Quik-Tubes - Cardboard tubes used for setting cement for patio posts, etc. make great tunnels for bunnies to zip through chew, hop over and hide in. They only cost about 6 dollars at Home Depot and other similar stores!

Make a sock toy. Stuff a clean, old sock with hay and tie the end for a fun toy. You can add a treat such as a slice of banana for added enjoyment.
Use shoelaces. You can tie extra shoelaces around the rabbit's cage for it to play with.

Make a wooden rabbit chew toy by buying (un-used & untreated) wooden spoons.

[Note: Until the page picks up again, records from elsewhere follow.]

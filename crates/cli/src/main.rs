mod console;

use std::io::BufRead;
use std::path::PathBuf;
use std::process;
use std::sync::Arc;
use std::time::Duration;

use clap::{Args, Parser, Subcommand};

use receptionist_core::config::{DeviceConfig, ReceptionistConfig};
use receptionist_core::detection::domain::detection_result::SnapshotProvider;
use receptionist_core::detection::infrastructure::onnx_cascade::OnnxCascadeLoader;
use receptionist_core::pipeline::capture_training_image_use_case::{
    CaptureOutcome, CaptureTrainingImageUseCase, FaceSaveOutcome, NameList,
};
use receptionist_core::pipeline::pipeline_controller::PipelineController;
use receptionist_core::pipeline::recognize_faces_use_case::{
    RecognizeFacesUseCase, RecognizeOutcome,
};
use receptionist_core::pipeline::train_recognizer_use_case::TrainRecognizerUseCase;
use receptionist_core::recognition::domain::recognition_model::RecognitionModel;
use receptionist_core::recognition::infrastructure::correlation_recognizer::CorrelationRecognizer;
use receptionist_core::recognition::infrastructure::image_preprocessor::ImagePreprocessor;
use receptionist_core::recognition::infrastructure::training_corpus::TrainingCorpus;
use receptionist_core::shared::log_sink::LogSink;

use console::{ConsoleDisplay, ConsoleLogSink};

/// Real-time face capture, training and recognition.
#[derive(Parser)]
#[command(name = "receptionist")]
struct Cli {
    /// Config file (default: <config dir>/receptionist/config.json).
    #[arg(long, global = true)]
    config: Option<PathBuf>,

    #[command(flatten)]
    overrides: Overrides,

    #[command(subcommand)]
    command: Command,
}

/// Values that take precedence over the config file.
#[derive(Args)]
struct Overrides {
    /// Play a directory of images instead of a camera.
    #[arg(long, global = true)]
    frames: Option<PathBuf>,

    /// Replay the image directory forever.
    #[arg(long, global = true)]
    looped: bool,

    /// Webcam device index.
    #[arg(long, global = true, conflicts_with = "frames")]
    webcam: Option<u32>,

    /// Frames per second for the capture device.
    #[arg(long, global = true)]
    fps: Option<u32>,

    /// Face cascade model.
    #[arg(long, global = true)]
    face_cascade: Option<PathBuf>,

    /// Eyes cascade model.
    #[arg(long, global = true)]
    eyes_cascade: Option<PathBuf>,

    /// Nose cascade model.
    #[arg(long, global = true)]
    nose_cascade: Option<PathBuf>,

    /// Mouth cascade model.
    #[arg(long, global = true)]
    mouth_cascade: Option<PathBuf>,

    /// Face detection confidence threshold (0.0-1.0).
    #[arg(long, global = true)]
    confidence: Option<f64>,

    /// Training corpus directory.
    #[arg(long, global = true)]
    corpus: Option<PathBuf>,

    /// Minimum correlation for a recognized label (-1.0-1.0).
    #[arg(long, global = true)]
    threshold: Option<f64>,
}

#[derive(Subcommand)]
enum Command {
    /// Run the live pipeline, reporting detections until Enter is pressed.
    Run {
        /// Stop after this many seconds instead of waiting for Enter.
        #[arg(long)]
        seconds: Option<u64>,
    },
    /// Save the faces of the next detection as training images.
    Capture {
        /// File names for the detected faces, in detection order
        /// (e.g. alice.png,bob.jpg). Faces without a name are skipped.
        #[arg(long, value_delimiter = ',', required = true)]
        names: Vec<String>,

        /// Seconds to wait for a first detection.
        #[arg(long, default_value = "10")]
        wait: u64,
    },
    /// Train the recognizer from the corpus and report the result.
    Train,
    /// Train from the corpus, then label the faces of the next detection.
    Recognize {
        /// Seconds to wait for a first detection.
        #[arg(long, default_value = "10")]
        wait: u64,
    },
    /// Write the effective configuration to the config file.
    InitConfig {
        /// Overwrite an existing file.
        #[arg(long)]
        force: bool,
    },
}

fn main() {
    env_logger::init();

    if let Err(e) = run() {
        eprintln!("Error: {e}");
        process::exit(1);
    }
}

fn run() -> Result<(), Box<dyn std::error::Error>> {
    let cli = Cli::parse();
    let config_path = match cli.config {
        Some(path) => Some(path),
        None => ReceptionistConfig::default_path(),
    };
    let mut config = match &config_path {
        Some(path) if path.exists() => ReceptionistConfig::load(path)?,
        _ => ReceptionistConfig::default(),
    };
    apply_overrides(&mut config, cli.overrides);
    config.validate()?;

    let log: Arc<dyn LogSink> = Arc::new(ConsoleLogSink);
    match cli.command {
        Command::Run { seconds } => run_live(&config, log, seconds),
        Command::Capture { names, wait } => run_capture(&config, log, names, wait),
        Command::Train => {
            let mut model = build_model(&config);
            train(&config, &mut model, log)?;
            Ok(())
        }
        Command::Recognize { wait } => run_recognize(&config, log, wait),
        Command::InitConfig { force } => {
            let path = config_path.ok_or("no configuration directory on this platform")?;
            if path.exists() && !force {
                return Err(format!("{} exists, use --force to overwrite", path.display()).into());
            }
            config.save(&path)?;
            log::info!("Configuration written to {}", path.display());
            println!("{}", path.display());
            Ok(())
        }
    }
}

fn apply_overrides(config: &mut ReceptionistConfig, o: Overrides) {
    if let Some(directory) = o.frames {
        let fps = o.fps.unwrap_or(10);
        config.device = DeviceConfig::ImageSequence {
            directory,
            fps,
            looped: o.looped,
        };
    } else if let Some(index) = o.webcam {
        let (width, height, fps) = match config.device {
            DeviceConfig::Webcam {
                width, height, fps, ..
            } => (width, height, fps),
            DeviceConfig::ImageSequence { .. } => (640, 480, 30),
        };
        config.device = DeviceConfig::Webcam {
            index,
            width,
            height,
            fps: o.fps.unwrap_or(fps),
        };
    } else if let Some(new_fps) = o.fps {
        match &mut config.device {
            DeviceConfig::ImageSequence { fps, .. } | DeviceConfig::Webcam { fps, .. } => {
                *fps = new_fps
            }
        }
    }

    if let Some(path) = o.face_cascade {
        config.cascades.face = path;
    }
    if o.eyes_cascade.is_some() {
        config.cascades.eyes = o.eyes_cascade;
    }
    if o.nose_cascade.is_some() {
        config.cascades.nose = o.nose_cascade;
    }
    if o.mouth_cascade.is_some() {
        config.cascades.mouth = o.mouth_cascade;
    }
    if let Some(confidence) = o.confidence {
        config.detection.confidence = confidence;
    }
    if let Some(corpus) = o.corpus {
        config.corpus_dir = corpus;
    }
    if let Some(threshold) = o.threshold {
        config.match_threshold = threshold;
    }
}

fn build_pipeline(
    config: &ReceptionistConfig,
    log: Arc<dyn LogSink>,
) -> Result<Arc<PipelineController>, Box<dyn std::error::Error>> {
    let device = config.device.open()?;
    let pipeline =
        PipelineController::from_config(config, device, Arc::new(OnnxCascadeLoader), log)?;
    Ok(Arc::new(pipeline))
}

fn build_model(config: &ReceptionistConfig) -> RecognitionModel {
    RecognitionModel::new(
        Box::new(CorrelationRecognizer::new(
            config.preprocessing.width,
            config.preprocessing.height,
        )),
        config.match_threshold,
    )
}

fn train(
    config: &ReceptionistConfig,
    model: &mut RecognitionModel,
    log: Arc<dyn LogSink>,
) -> Result<(), Box<dyn std::error::Error>> {
    let use_case = TrainRecognizerUseCase::new(TrainingCorpus::new(&config.corpus_dir), log);
    let summary = use_case.execute(model)?;
    println!(
        "Trained on {} image(s): {}",
        summary.samples,
        summary.labels.join(", ")
    );
    Ok(())
}

/// Polls until the pipeline has published a first snapshot.
fn wait_for_snapshot(pipeline: &PipelineController, wait: Duration) -> bool {
    let step = Duration::from_millis(50);
    let mut waited = Duration::ZERO;
    while waited < wait {
        if pipeline.capture_frame_and_faces().is_some() || !pipeline.source().is_capturing() {
            break;
        }
        std::thread::sleep(step);
        waited += step;
    }
    pipeline.capture_frame_and_faces().is_some()
}

fn run_live(
    config: &ReceptionistConfig,
    log: Arc<dyn LogSink>,
    seconds: Option<u64>,
) -> Result<(), Box<dyn std::error::Error>> {
    let pipeline = build_pipeline(config, log)?;
    pipeline.add_ui_controller(Arc::new(ConsoleDisplay::default()));
    pipeline.start()?;

    match seconds {
        Some(s) => std::thread::sleep(Duration::from_secs(s)),
        None => {
            eprintln!("Press Enter to stop");
            let mut line = String::new();
            std::io::stdin().lock().read_line(&mut line)?;
        }
    }

    pipeline.stop()?;
    Ok(())
}

fn run_capture(
    config: &ReceptionistConfig,
    log: Arc<dyn LogSink>,
    names: Vec<String>,
    wait: u64,
) -> Result<(), Box<dyn std::error::Error>> {
    let pipeline = build_pipeline(config, log.clone())?;
    pipeline.start()?;
    wait_for_snapshot(&pipeline, Duration::from_secs(wait));

    let preprocessor =
        ImagePreprocessor::new(config.preprocessing).with_base_path(&config.corpus_dir);
    let use_case = CaptureTrainingImageUseCase::new(pipeline.clone(), preprocessor, log);
    let outcome = use_case.execute(&mut NameList::new(names));
    pipeline.stop()?;

    match outcome {
        CaptureOutcome::NotReady => Err("no frame was captured".into()),
        CaptureOutcome::NoFaces => {
            println!("No faces detected");
            Ok(())
        }
        CaptureOutcome::Faces(faces) => {
            for (region, outcome) in &faces {
                let (x, y) = (region.x, region.y);
                match outcome {
                    FaceSaveOutcome::Saved(path) => println!("saved   {}", path.display()),
                    FaceSaveOutcome::Skipped => println!("skipped face at ({x}, {y})"),
                    FaceSaveOutcome::Failed(e) => println!("failed  face at ({x}, {y}): {e}"),
                }
            }
            Ok(())
        }
    }
}

fn run_recognize(
    config: &ReceptionistConfig,
    log: Arc<dyn LogSink>,
    wait: u64,
) -> Result<(), Box<dyn std::error::Error>> {
    let mut model = build_model(config);
    train(config, &mut model, log.clone())?;

    let pipeline = build_pipeline(config, log.clone())?;
    pipeline.start()?;
    wait_for_snapshot(&pipeline, Duration::from_secs(wait));

    let use_case = RecognizeFacesUseCase::new(
        pipeline.clone(),
        ImagePreprocessor::new(config.preprocessing),
        log,
    );
    let outcome = use_case.execute(&model);
    pipeline.stop()?;

    match outcome? {
        RecognizeOutcome::NotTrained => Err("recognizer is not trained".into()),
        RecognizeOutcome::NotReady => Err("no frame was captured".into()),
        RecognizeOutcome::NoFaces => {
            println!("No faces detected");
            Ok(())
        }
        RecognizeOutcome::Recognized(faces) => {
            for (region, recognition) in faces {
                println!(
                    "{} ({:.2}) at ({}, {})",
                    recognition.label, recognition.score, region.x, region.y
                );
            }
            Ok(())
        }
    }
}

You can scrunch unwanted paper such as old newspapers into balls for the bunny to shred, or shred it yourself so your bunny can dig and rest in it. Make sure that the paper does not have ink on it, or that the ink is soy-based, like most newspapers

Footballs, cat balls etc. all make good toys for your bun to push 
jungle gym type kids toys, they like to investigate high places, make sure they are sturdy
empty yogurt containers, one inside the other with a treat in the middle

hanging parrot toys or solid baby mobiles in their hutches
wooden or basket tunnels to run through and hide in
upturned large plant pots
clay pipes to run through


----------



## thatkiidsean (Jun 24, 2014)

Thank you so much! I'm definitely going to buy some of these! I heard that sometimes, they like stuffed animals -- is this true, or is it bad for them because of the stuffing (and possibly a squeaker) on the inside? I have a bunch of catnip toys from my old cat, and I was wondering if those things are safe to give a rabbit, being that they're made out of grass. Kitty condos, I've also heard, can be very stimulating for a rabbit. I know rabbits can get pretty big in size, so what should I look for in a kitty condo to accommodate this, and how tall should it be? One more question: I see rabbit leashes, and I tend to chuckle when I see them :laughsmiley: does this mean you can actually give your rabbit a walk? If so, will they even enjoy it?


----------



## Azerane (Jun 24, 2014)

You can give them stuffed animals, avoid ones with squeakers, small bead eyes/noses that can be easily chewed off and the beanie kind (with the weighted legs). If your bunny shows signs of chewing open the stuffed animal, then take it away as you don't want them ingesting the stuffing. Some bunnies really like having a stuffed animal to cuddle against and groom.


----------



## thatkiidsean (Jun 24, 2014)

Great! I have tons of them!


----------



## iLuvMyLilBuns (Jun 24, 2014)

what breed of rabbit are you getting then maybe I could help with the kitty condo. Yes you can walk bunnies  there are many harnesses out there made for them! I tried walking mine but I didn't have great luck and they don't seem to enjoy the confinement and having a harness on but every rabbit is different so you could try it. I just let them roam my yard and I also have playpens set up when I'm not able to watch them, they love it! Either way is fine for outdoor exercise.


----------



## iLuvMyLilBuns (Jun 24, 2014)

Kitty condos are pretty expensive in my opinion so unless you already have one then I wouldn't suggest getting it. It will probably get either destroyed, peed on, or altogether ignored by a rabbit. 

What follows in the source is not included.